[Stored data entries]
○ ○ ○ ○ ○ ○ ○

//! Platform abstraction layer
//!
//! Frame timing, frame scheduling and the per-frame driver. The browser
//! specifics (DOM, key listeners, `requestAnimationFrame`) live in `web`;
//! everything here runs natively so the loop can be driven from tests.

#[cfg(target_arch = "wasm32")]
pub mod web;

use std::cell::RefCell;
use std::collections::VecDeque;
use std::rc::Rc;

use crate::Settings;
use crate::Timing;
use crate::consts::{MAX_FRAME_DT, NOMINAL_FRAME_DT};
use crate::renderer::{DrawSurface, render};
use crate::sim::{GameEvent, GameState, InputState, KeyEvent, tick};

/// Number of frames averaged for the FPS estimate
const FPS_WINDOW: usize = 60;

/// Turns frame timestamps into simulation step sizes
#[derive(Debug, Clone)]
pub struct FrameClock {
    timing: Timing,
    last_time: Option<f64>,
    recent: VecDeque<f64>,
}

impl FrameClock {
    pub fn new(timing: Timing) -> Self {
        Self {
            timing,
            last_time: None,
            recent: VecDeque::with_capacity(FPS_WINDOW),
        }
    }

    /// Record a frame at `timestamp_ms` and return the step to simulate.
    ///
    /// Frame-counted timing always steps by 1.0. Delta timing steps by the
    /// seconds since the previous frame, clamped to `[0, MAX_FRAME_DT]`; the
    /// first frame uses one nominal 60 Hz frame.
    pub fn advance(&mut self, timestamp_ms: f64) -> f32 {
        let elapsed = match self.last_time {
            Some(last) => ((timestamp_ms - last) / 1000.0) as f32,
            None => NOMINAL_FRAME_DT,
        };
        self.last_time = Some(timestamp_ms);

        if self.recent.len() == FPS_WINDOW {
            self.recent.pop_front();
        }
        self.recent.push_back(timestamp_ms);

        match self.timing {
            Timing::FrameCounted => 1.0,
            Timing::DeltaTime if elapsed.is_finite() => elapsed.clamp(0.0, MAX_FRAME_DT),
            Timing::DeltaTime => 0.0,
        }
    }

    /// Frames per second over the last `FPS_WINDOW` frames
    pub fn fps(&self) -> Option<f32> {
        let (first, last) = (self.recent.front()?, self.recent.back()?);
        let elapsed = last - first;
        if elapsed <= 0.0 {
            return None;
        }
        Some(((self.recent.len() - 1) as f64 * 1000.0 / elapsed) as f32)
    }
}

/// Callback invoked with the frame timestamp in milliseconds
pub type FrameCallback = Box<dyn FnOnce(f64)>;

/// Something that can call back once per display frame
pub trait FrameScheduler {
    fn request_frame(&self, callback: FrameCallback);
}

/// Game instance holding all state
pub struct Game {
    pub settings: Settings,
    pub state: GameState,
    pub input: InputState,
    clock: FrameClock,
    frames: u64,
}

impl Game {
    pub fn new(settings: Settings, seed: u64) -> Self {
        let state = GameState::new(&settings, seed);
        let clock = FrameClock::new(settings.timing);
        Self {
            settings,
            state,
            input: InputState::default(),
            clock,
            frames: 0,
        }
    }

    /// Forward a key event to the input state
    pub fn handle_key(&mut self, event: &KeyEvent) -> bool {
        let recognized = self.input.handle_input(event, &self.settings.keys);
        if !recognized {
            log::trace!("Ignoring key {:?}", event.key);
        }
        recognized
    }

    /// Advance the simulation to `timestamp_ms`
    pub fn update(&mut self, timestamp_ms: f64) -> Vec<GameEvent> {
        let dt = self.clock.advance(timestamp_ms);
        let events = tick(&mut self.state, &self.input, dt);

        for event in &events {
            match event {
                GameEvent::PointScored(player) => log::info!(
                    "Player {:?} scores ({} - {})",
                    player,
                    self.state.score.player_one,
                    self.state.score.player_two
                ),
                GameEvent::PaddleHit(player) => log::debug!("Paddle {:?} hit", player),
                GameEvent::WallBounce => log::debug!("Wall bounce"),
            }
        }

        self.frames += 1;
        if self.frames % 600 == 0 {
            if let Some(fps) = self.clock.fps() {
                log::debug!("{:.0} fps after {} frames", fps, self.frames);
            }
        }

        events
    }

    /// One full frame: input → integrate → render
    pub fn frame(&mut self, timestamp_ms: f64, surface: &mut dyn DrawSurface) -> Vec<GameEvent> {
        let events = self.update(timestamp_ms);
        render(&self.state, &self.settings, surface);
        events
    }

    pub fn frames(&self) -> u64 {
        self.frames
    }
}

/// Request the next frame from `scheduler`. Each frame runs the game once and
/// requests the one after it, so the loop lasts as long as the scheduler keeps
/// calling back.
pub fn run_loop<S, D>(game: Rc<RefCell<Game>>, surface: Rc<RefCell<D>>, scheduler: Rc<S>)
where
    S: FrameScheduler + 'static,
    D: DrawSurface + 'static,
{
    let next = scheduler.clone();
    scheduler.request_frame(Box::new(move |timestamp| {
        {
            let mut surface = surface.borrow_mut();
            game.borrow_mut().frame(timestamp, &mut *surface);
        }
        run_loop(game, surface, next);
    }));
}

/// Drive the game through a fixed list of timestamps (headless use)
pub fn run_frames<I>(game: &mut Game, surface: &mut dyn DrawSurface, timestamps: I) -> Vec<GameEvent>
where
    I: IntoIterator<Item = f64>,
{
    let mut events = Vec::new();
    for timestamp in timestamps {
        events.extend(game.frame(timestamp, surface));
    }
    events
}

#[cfg(test)]
mod tests {
    use glam::Vec2;

    use super::*;
    use crate::sim::Direction;

    /// Scheduler that holds callbacks until the test fires them
    #[derive(Default)]
    struct ManualScheduler {
        pending: RefCell<VecDeque<FrameCallback>>,
    }

    impl ManualScheduler {
        fn fire(&self, timestamp: f64) {
            let callback = self.pending.borrow_mut().pop_front();
            if let Some(callback) = callback {
                callback(timestamp);
            }
        }

        fn pending(&self) -> usize {
            self.pending.borrow().len()
        }
    }

    impl FrameScheduler for ManualScheduler {
        fn request_frame(&self, callback: FrameCallback) {
            self.pending.borrow_mut().push_back(callback);
        }
    }

    #[derive(Default)]
    struct CountingSurface {
        rects: usize,
        circles: usize,
        texts: usize,
    }

    impl DrawSurface for CountingSurface {
        fn fill_rect(&mut self, _pos: Vec2, _size: Vec2, _color: &str) {
            self.rects += 1;
        }
        fn fill_circle(&mut self, _center: Vec2, _radius: f32, _color: &str) {
            self.circles += 1;
        }
        fn fill_text(&mut self, _text: &str, _pos: Vec2, _font: &str, _color: &str) {
            self.texts += 1;
        }
    }

    #[test]
    fn test_clock_delta_time() {
        let mut clock = FrameClock::new(Timing::DeltaTime);
        assert_eq!(clock.advance(1000.0), NOMINAL_FRAME_DT);
        assert!((clock.advance(1016.0) - 0.016).abs() < 1e-6);
        // Stalled tab is clamped
        assert_eq!(clock.advance(5000.0), MAX_FRAME_DT);
        // Time going backwards never produces a negative step
        assert_eq!(clock.advance(4000.0), 0.0);
    }

    #[test]
    fn test_clock_frame_counted() {
        let mut clock = FrameClock::new(Timing::FrameCounted);
        assert_eq!(clock.advance(0.0), 1.0);
        assert_eq!(clock.advance(100.0), 1.0);
        assert_eq!(clock.advance(100.5), 1.0);
    }

    #[test]
    fn test_clock_fps() {
        let mut clock = FrameClock::new(Timing::DeltaTime);
        assert_eq!(clock.fps(), None);
        for i in 0..120 {
            clock.advance(i as f64 * 20.0);
        }
        let fps = clock.fps().unwrap();
        assert!((fps - 50.0).abs() < 0.01);
    }

    #[test]
    fn test_loop_reschedules_once_per_frame() {
        let game = Rc::new(RefCell::new(Game::new(Settings::default(), 1)));
        let surface = Rc::new(RefCell::new(CountingSurface::default()));
        let scheduler = Rc::new(ManualScheduler::default());

        run_loop(game.clone(), surface.clone(), scheduler.clone());
        assert_eq!(scheduler.pending(), 1);
        assert_eq!(game.borrow().frames(), 0);

        for i in 1..=5 {
            scheduler.fire(i as f64 * 16.0);
            assert_eq!(scheduler.pending(), 1);
            assert_eq!(game.borrow().frames(), i);
        }

        let surface = surface.borrow();
        assert_eq!(surface.circles, 5);
        assert_eq!(surface.rects, 15);
        assert_eq!(surface.texts, 10);
    }

    #[test]
    fn test_input_applied_before_next_frame() {
        let mut game = Game::new(Settings::frame_counted(), 1);
        let mut surface = CountingSurface::default();
        let start = game.state.paddle_two.pos.y;

        assert!(game.handle_key(&KeyEvent::press("k")));
        game.frame(0.0, &mut surface);
        assert_eq!(game.state.paddle_two.pos.y, start + 5.0);

        assert!(game.handle_key(&KeyEvent::release("k")));
        game.frame(16.0, &mut surface);
        assert_eq!(game.state.paddle_two.pos.y, start + 5.0);

        assert!(!game.handle_key(&KeyEvent::press("Enter")));
    }

    #[test]
    fn test_run_frames_scores() {
        let mut game = Game::new(Settings::frame_counted(), 1);
        let mut surface = CountingSurface::default();
        // Ball starts behind paddle one's face, level with the paddle
        game.state.ball.pos = Vec2::new(8.0, 376.0);
        game.state.ball.dir_x = Direction::Negative;

        let events = run_frames(&mut game, &mut surface, (0..2).map(|i| i as f64 * 16.0));

        assert!(events.contains(&GameEvent::PointScored(crate::sim::Player::Two)));
        assert_eq!(game.state.score.player_two, 1);
        assert_eq!(game.frames(), 2);
    }
}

○ ○ ○ ○ ○ ○ ○

▶ _Problem to work on_: Out of the data above, transcribe exactly and only the lines starting with the line that has "run_loop(game.clone(), surface.clone(), scheduler.clone());" and going on through the line that has "let start = game.state.paddle_two.pos.y;", both included.

▶ _Solution to this problem_:
        run_loop(game.clone(), surface.clone(), scheduler.clone());
        assert_eq!(scheduler.pending(), 1);
        assert_eq!(game.borrow().frames(), 0);

        for i in 1..=5 {
            scheduler.fire(i as f64 * 16.0);
            assert_eq!(scheduler.pending(), 1);
            assert_eq!(game.borrow().frames(), i);
        }

        let surface = surface.borrow();
        assert_eq!(surface.circles, 5);
        assert_eq!(surface.rects, 15);
        assert_eq!(surface.texts, 10);
    }

    #[test]
    fn test_input_applied_before_next_frame() {
        let mut game = Game::new(Settings::frame_counted(), 1);
        let mut surface = CountingSurface::default();
        let start = game.state.paddle_two.pos.y;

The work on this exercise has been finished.